XSLT 2.0 verification:

<xsl:stylesheet version="2.0" xmlns:xsl="http://www.w3.org/1999/XSL/Transform">
 <xsl:output omit-xml-declaration="yes" indent="yes"/>

 <xsl:template match="/">
  <xsl:sequence select=
  'string-join(
  (for $str in tokenize(replace(., "(.*?)("".*?"")([^""]*)", "|$1|$2|$3|", "x"),"\|")
     return
      if(not(contains($str, """")))
        then lower-case($str)
        else $str
  ),
  "")
  '/>
 </xsl:template>
</xsl:stylesheet>

When this transformation is applied on the above XML document, the XPath expression is evaluated, and the result of this evaluation is copied to the output:

some "Text""and Some" more "Text" xxx "Even More"

Finally, an XSLT 2.0 solution -- much easier to write and understand:

<xsl:stylesheet version="2.0" xmlns:xsl="http://www.w3.org/1999/XSL/Transform">
 <xsl:output omit-xml-declaration="yes" indent="yes"/>

 <xsl:template match="/*">
  <xsl:analyze-string select="." regex='".*?"'>
   <xsl:non-matching-substring>
     <xsl:sequence select="lower-case(.)"/>
   </xsl:non-matching-substring>
   <xsl:matching-substring><xsl:sequence select="."/></xsl:matching-substring>
  </xsl:analyze-string>
 </xsl:template>
</xsl:stylesheet>


回答2:

Whew.

In case you'd like it the hard way:

concat(translate(substring-before(//node/text(), '"'),'ABCDEFGHIJKLMNOPQRSTUVWXYZ', 'abcdefghijklmnopqrstuvwxyz') ,substring(substring-after(//node/text(), '"'), 1, string-length(substring-after(//node/text(), '"')) - string-length(substring-after(substring-after(//node/text(), '"'), '"')) -1) , translate(substring-after(substring-after(//node/text(), '"'), '"'), 'ABCDEFGHIJKLMNOPQRSTUVWXYZ', 'abcdefghijklmnopqrstuvwxyz'))

Just replace //node/text() with whatever XPath gets you to the text you want. I just did this for fun, this isn't the "cleanest" (HA!) solution.

You could make it faster by ensuring the node put in is the context node, or give a more direct path to it.



回答3:

In XQuery you can use

string-join(
  for $x at $i  in tokenize('Some text "and Some" More', '"') return
    if ($i mod 2 = 1) then lower-case($x)
    else $x
  , '"')

but xpath, only has a crippled for without at.

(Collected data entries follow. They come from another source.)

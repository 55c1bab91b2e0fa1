//! Startup orchestration.
//!
//! # Responsibilities
//! - Build the enabled processors from configuration
//! - Subscribe them to their subjects before any traffic arrives
//! - Bind the HTTP bridge and serve until shutdown
//! - Drain in-flight invocations within the grace period
//!
//! # Design Decisions
//! - Fail fast: metrics and bind errors are fatal
//! - Processors subscribe before the listener binds

use std::net::SocketAddr;
use std::sync::Arc;
use std::time::Duration;
use thiserror::Error;
use tokio::net::TcpListener;
use tokio::task::JoinHandle;

use super::{signals, Shutdown};
use crate::bus::{Bus, InFlightTracker};
use crate::config::loader::ConfigError;
use crate::config::ProcessorConfig;
use crate::http::{AppState, HttpServer};
use crate::observability::metrics;
use crate::processor::{serve, Broker, Mock};

/// Fatal errors before or while serving.
#[derive(Debug, Error)]
pub enum StartupError {
    #[error(transparent)]
    Config(#[from] ConfigError),

    #[error("failed to initialize logging: {0}")]
    Logging(#[from] tracing_subscriber::util::TryInitError),

    #[error("invalid metrics address '{0}'")]
    MetricsAddress(String),

    #[error("failed to install metrics exporter: {0}")]
    Metrics(#[from] metrics_exporter_prometheus::BuildError),

    #[error("failed to bind {address}: {source}")]
    Bind {
        address: String,
        #[source]
        source: std::io::Error,
    },

    #[error("HTTP bridge failed: {0}")]
    Serve(#[source] std::io::Error),
}

/// The running processors of one host.
pub struct Processors {
    pub broker: Option<Arc<Broker>>,
    pub mock: Option<Arc<Mock>>,
    pub tracker: InFlightTracker,
    names: Vec<&'static str>,
    tasks: Vec<JoinHandle<()>>,
}

impl Processors {
    /// Subscribe every enabled processor to `bus`.
    pub fn start(config: &ProcessorConfig, bus: &Bus, shutdown: &Shutdown) -> Self {
        let tracker = InFlightTracker::new();
        let queue_group = &config.transport.queue_group;
        let mut tasks = Vec::new();

        let broker = config.broker.enabled.then(|| {
            let broker = Arc::new(Broker::from_config(&config.broker));
            let subscription = bus.subscribe(&config.broker.subject, queue_group);
            tasks.push(tokio::spawn(serve(
                Arc::clone(&broker),
                subscription,
                tracker.clone(),
                shutdown.subscribe(),
            )));
            broker
        });

        let mock = config.mock.enabled.then(|| {
            let mock = Arc::new(Mock::from_config(&config.mock));
            let subscription = bus.subscribe(&config.mock.subject, queue_group);
            tasks.push(tokio::spawn(serve(
                Arc::clone(&mock),
                subscription,
                tracker.clone(),
                shutdown.subscribe(),
            )));
            mock
        });

        Self {
            broker,
            mock,
            tracker,
            names: config.enabled_processors(),
            tasks,
        }
    }

    /// HTTP state exposing these processors on `bus`.
    pub fn app_state(&self, config: &ProcessorConfig, bus: Bus) -> AppState {
        AppState {
            candidates: self.broker.as_ref().map(|b| Arc::clone(b.pool())),
            mocks: self.mock.as_ref().map(|m| m.store().clone()),
            processors: self.names.clone(),
            token: config.transport.token().map(Arc::from),
            ..AppState::new(bus, config.transport.request_timeout())
        }
    }

    /// Wait for the serve loops to exit, then for in-flight work up to `grace`.
    ///
    /// Returns false if invocations were still running when the grace period ended.
    pub async fn stop(self, grace: Duration) -> bool {
        for task in self.tasks {
            if let Err(err) = task.await {
                tracing::error!(error = %err, "Processor task failed");
            }
        }

        let drained = self.tracker.wait_idle(grace).await;
        if drained {
            tracing::info!("All in-flight messages answered");
        } else {
            tracing::warn!(
                remaining = self.tracker.active(),
                grace_ms = grace.as_millis() as u64,
                "Abandoning in-flight messages after grace period"
            );
        }
        drained
    }
}

/// Run the host until a termination signal, then shut down in order.
pub async fn run(config: ProcessorConfig) -> Result<(), StartupError> {
    if config.observability.metrics_enabled {
        let addr: SocketAddr = config
            .observability
            .metrics_address
            .parse()
            .map_err(|_| StartupError::MetricsAddress(config.observability.metrics_address.clone()))?;
        metrics::init_metrics(addr)?;
    }

    let bus = Bus::new();
    let shutdown = Shutdown::new();
    let processors = Processors::start(&config, &bus, &shutdown);

    let address = config.transport.bind_address();
    let listener = match TcpListener::bind(&address).await {
        Ok(listener) => listener,
        Err(source) => {
            shutdown.trigger();
            return Err(StartupError::Bind { address, source });
        }
    };

    signals::spawn_signal_handler(shutdown.clone());

    let grace = config.lifecycle.grace_period();
    let server = HttpServer::new(processors.app_state(&config, bus));
    let served = server.run(listener, shutdown.signalled(), grace).await;
    shutdown.trigger();

    processors.stop(grace).await;
    tracing::info!("Shutdown complete");
    served.map_err(StartupError::Serve)
}
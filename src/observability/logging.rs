//! Structured logging.
//!
//! # Responsibilities
//! - Initialize logging subsystem
//! - Configure log level from config and environment
//!
//! # Design Decisions
//! - Uses tracing crate for structured logging
//! - JSON format for production, pretty format for development
//! - `RUST_LOG` wins over the configured level

use tracing_subscriber::{layer::SubscriberExt, util::SubscriberInitExt, EnvFilter};

use crate::config::ObservabilityConfig;

/// Filter used when `RUST_LOG` is unset.
pub fn default_filter(config: &ObservabilityConfig) -> String {
    format!("gl_processors={level},tower_http={level}", level = config.log_level)
}

/// Install the global subscriber. Fails if one is already installed.
pub fn init(config: &ObservabilityConfig) -> Result<(), tracing_subscriber::util::TryInitError> {
    let filter = EnvFilter::try_from_default_env()
        .unwrap_or_else(|_| EnvFilter::new(default_filter(config)));

    let registry = tracing_subscriber::registry().with(filter);
    if config.log_format == "json" {
        registry
            .with(tracing_subscriber::fmt::layer().json().with_current_span(true))
            .try_init()
    } else {
        registry.with(tracing_subscriber::fmt::layer()).try_init()
    }
}
//! Load balancing subsystem.
//!
//! # Data Flow
//! ```text
//! Request envelope for the ingress path
//!     → pool.rs (lazy recovery of cooled-down candidates)
//!     → pool.rs (collect healthy candidates)
//!     → Apply load balancing algorithm:
//!         - random.rs (uniform pick)
//!     → Return candidate path or NoHealthyCandidate
//!
//! Response envelope with a status code
//!     → pool.rs (demote the candidate on non-success)
//! ```
//!
//! # Design Decisions
//! - Load balancer is stateless; the pool owns health state
//! - One coarse lock over the whole (small, fixed) candidate set
//! - Unhealthy candidates excluded from selection
//! - No weighting, least-connections or stickiness

pub mod pool;
pub mod random;

use std::fmt::Debug;

use crate::health::Candidate;

/// Strategy choosing one candidate among the currently healthy ones.
pub trait LoadBalancer: Send + Sync + Debug {
    /// Returns `None` only when `healthy` is empty.
    fn next_candidate<'a>(&self, healthy: &[&'a Candidate]) -> Option<&'a Candidate>;
}

pub use pool::{CandidatePool, CandidateStatus, RouteError};
pub use random::UniformRandom;
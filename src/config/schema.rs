//! Configuration schema definitions.
//!
//! This module defines the complete configuration structure for the processors.
//! All types derive Serde traits for deserialization from config files.

use serde::{Deserialize, Serialize};
use std::time::Duration;

/// Root configuration for a processor host.
#[derive(Debug, Clone, Deserialize, Serialize, Default)]
#[serde(default)]
pub struct ProcessorConfig {
    /// Transport binding (listener, credential, reply deadline).
    pub transport: TransportConfig,

    /// Health-aware router settings.
    pub broker: BrokerConfig,

    /// Record/replay mock settings.
    pub mock: MockConfig,

    /// Observability settings.
    pub observability: ObservabilityConfig,

    /// Startup/shutdown settings.
    pub lifecycle: LifecycleConfig,
}

impl ProcessorConfig {
    /// Names of the processors enabled by this configuration.
    pub fn enabled_processors(&self) -> Vec<&'static str> {
        let mut names = Vec::new();
        if self.broker.enabled {
            names.push("broker");
        }
        if self.mock.enabled {
            names.push("mock");
        }
        names
    }
}

/// Transport configuration.
#[derive(Debug, Clone, Deserialize, Serialize)]
#[serde(default)]
pub struct TransportConfig {
    /// Host the transport listener binds to.
    pub host: String,

    /// Port the transport listener binds to.
    pub port: u16,

    /// Bearer token required on every transport request. Empty disables the check.
    pub token: String,

    /// Maximum time to wait for a processor reply, in seconds.
    pub request_timeout_secs: u64,

    /// Queue group every processor subscription joins.
    pub queue_group: String,
}

impl TransportConfig {
    /// `host:port` string the listener binds to.
    pub fn bind_address(&self) -> String {
        format!("{}:{}", self.host, self.port)
    }

    /// The configured token, if any.
    pub fn token(&self) -> Option<&str> {
        if self.token.is_empty() {
            None
        } else {
            Some(&self.token)
        }
    }

    pub fn request_timeout(&self) -> Duration {
        Duration::from_secs(self.request_timeout_secs)
    }
}

impl Default for TransportConfig {
    fn default() -> Self {
        Self {
            host: "127.0.0.1".to_string(),
            port: 8080,
            token: String::new(),
            request_timeout_secs: 30,
            queue_group: "anything".to_string(),
        }
    }
}

/// Health-aware router configuration.
#[derive(Debug, Clone, Deserialize, Serialize)]
#[serde(default)]
pub struct BrokerConfig {
    /// Run the router processor.
    pub enabled: bool,

    /// Subject the router subscribes to.
    pub subject: String,

    /// Route path this router answers for.
    pub ingress_path: String,

    /// Minutes a demoted candidate stays out of rotation.
    pub cooldown_minutes: u64,

    /// Outbound route paths, fixed for the process lifetime.
    pub candidates: Vec<String>,
}

impl BrokerConfig {
    pub fn cooldown(&self) -> Duration {
        Duration::from_secs(self.cooldown_minutes.saturating_mul(60))
    }
}

impl Default for BrokerConfig {
    fn default() -> Self {
        Self {
            enabled: true,
            subject: "coburn.gl.broker".to_string(),
            ingress_path: "/azure/".to_string(),
            cooldown_minutes: 10,
            candidates: vec![
                "/azure/gpt35turbo/".to_string(),
                "/azure/gpt4/".to_string(),
                "/azure/dud/".to_string(),
            ],
        }
    }
}

/// Record/replay mock configuration.
#[derive(Debug, Clone, Deserialize, Serialize)]
#[serde(default)]
pub struct MockConfig {
    /// Run the mock processor.
    pub enabled: bool,

    /// Subject the mock subscribes to.
    pub subject: String,

    /// Route path that triggers replay instead of a real call.
    pub mock_path: String,

    /// Rate parameter of the simulated latency distribution (<= 0 disables).
    pub lambda: f64,

    /// Upper bound on a single simulated delay, in milliseconds.
    pub max_latency_ms: u64,
}

impl Default for MockConfig {
    fn default() -> Self {
        Self {
            enabled: true,
            subject: "coburn.gl.mock".to_string(),
            mock_path: "/mock/".to_string(),
            lambda: 0.0,
            max_latency_ms: 30_000,
        }
    }
}

impl MockConfig {
    pub fn max_latency(&self) -> Duration {
        Duration::from_millis(self.max_latency_ms)
    }
}

/// Observability configuration.
#[derive(Debug, Clone, Deserialize, Serialize)]
#[serde(default)]
pub struct ObservabilityConfig {
    /// Log level (trace, debug, info, warn, error). `RUST_LOG` takes precedence.
    pub log_level: String,

    /// Log output format: "pretty" or "json".
    pub log_format: String,

    /// Enable metrics endpoint.
    pub metrics_enabled: bool,

    /// Metrics endpoint bind address.
    pub metrics_address: String,
}

impl Default for ObservabilityConfig {
    fn default() -> Self {
        Self {
            log_level: "info".to_string(),
            log_format: "pretty".to_string(),
            metrics_enabled: false,
            metrics_address: "0.0.0.0:9090".to_string(),
        }
    }
}

/// Lifecycle configuration.
#[derive(Debug, Clone, Deserialize, Serialize)]
#[serde(default)]
pub struct LifecycleConfig {
    /// Time in-flight invocations get to finish after shutdown, in milliseconds.
    pub grace_period_ms: u64,
}

impl LifecycleConfig {
    pub fn grace_period(&self) -> Duration {
        Duration::from_millis(self.grace_period_ms)
    }
}

impl Default for LifecycleConfig {
    fn default() -> Self {
        Self {
            grace_period_ms: 1000,
        }
    }
}

#[cfg(test)]
mod tests {
    use super::*;

    #[test]
    fn defaults_match_documented_values() {
        let config = ProcessorConfig::default();
        assert_eq!(config.broker.cooldown(), Duration::from_secs(600));
        assert_eq!(config.broker.candidates.len(), 3);
        assert_eq!(config.mock.lambda, 0.0);
        assert_eq!(config.transport.bind_address(), "127.0.0.1:8080");
        assert!(config.transport.token().is_none());
        assert_eq!(config.enabled_processors(), vec!["broker", "mock"]);
    }

    #[test]
    fn partial_toml_keeps_defaults() {
        let config: ProcessorConfig = toml::from_str(
            r#"
            [broker]
            cooldown_minutes = 1
            candidates = ["/a/", "/b/"]

            [mock]
            enabled = false
            "#,
        )
        .unwrap();

        assert_eq!(config.broker.cooldown(), Duration::from_secs(60));
        assert_eq!(config.broker.ingress_path, "/azure/");
        assert_eq!(config.broker.candidates, vec!["/a/", "/b/"]);
        assert!(!config.mock.enabled);
        assert_eq!(config.mock.mock_path, "/mock/");
        assert_eq!(config.enabled_processors(), vec!["broker"]);
    }
}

In XPath 3 you can use the ! simple map operator (which is kind of like a for, except it sets . and position()):

string-join(
  tokenize('Some text "and Some" More', '"') !
    if (position() mod 2 = 1) then lower-case(.)
    else .
  , '"')

And finally in XPath 2 you can iterate over the index and get the substring for each index:

string-join(
  for $i in 1 to count(tokenize('Some text "and Some" More', '"')) return
    if ($i mod 2 = 1) then lower-case(tokenize('Some text "and Some" More', '"')[$i])
    else tokenize('Some text "and Some" More', '"')[$i]
  , '"')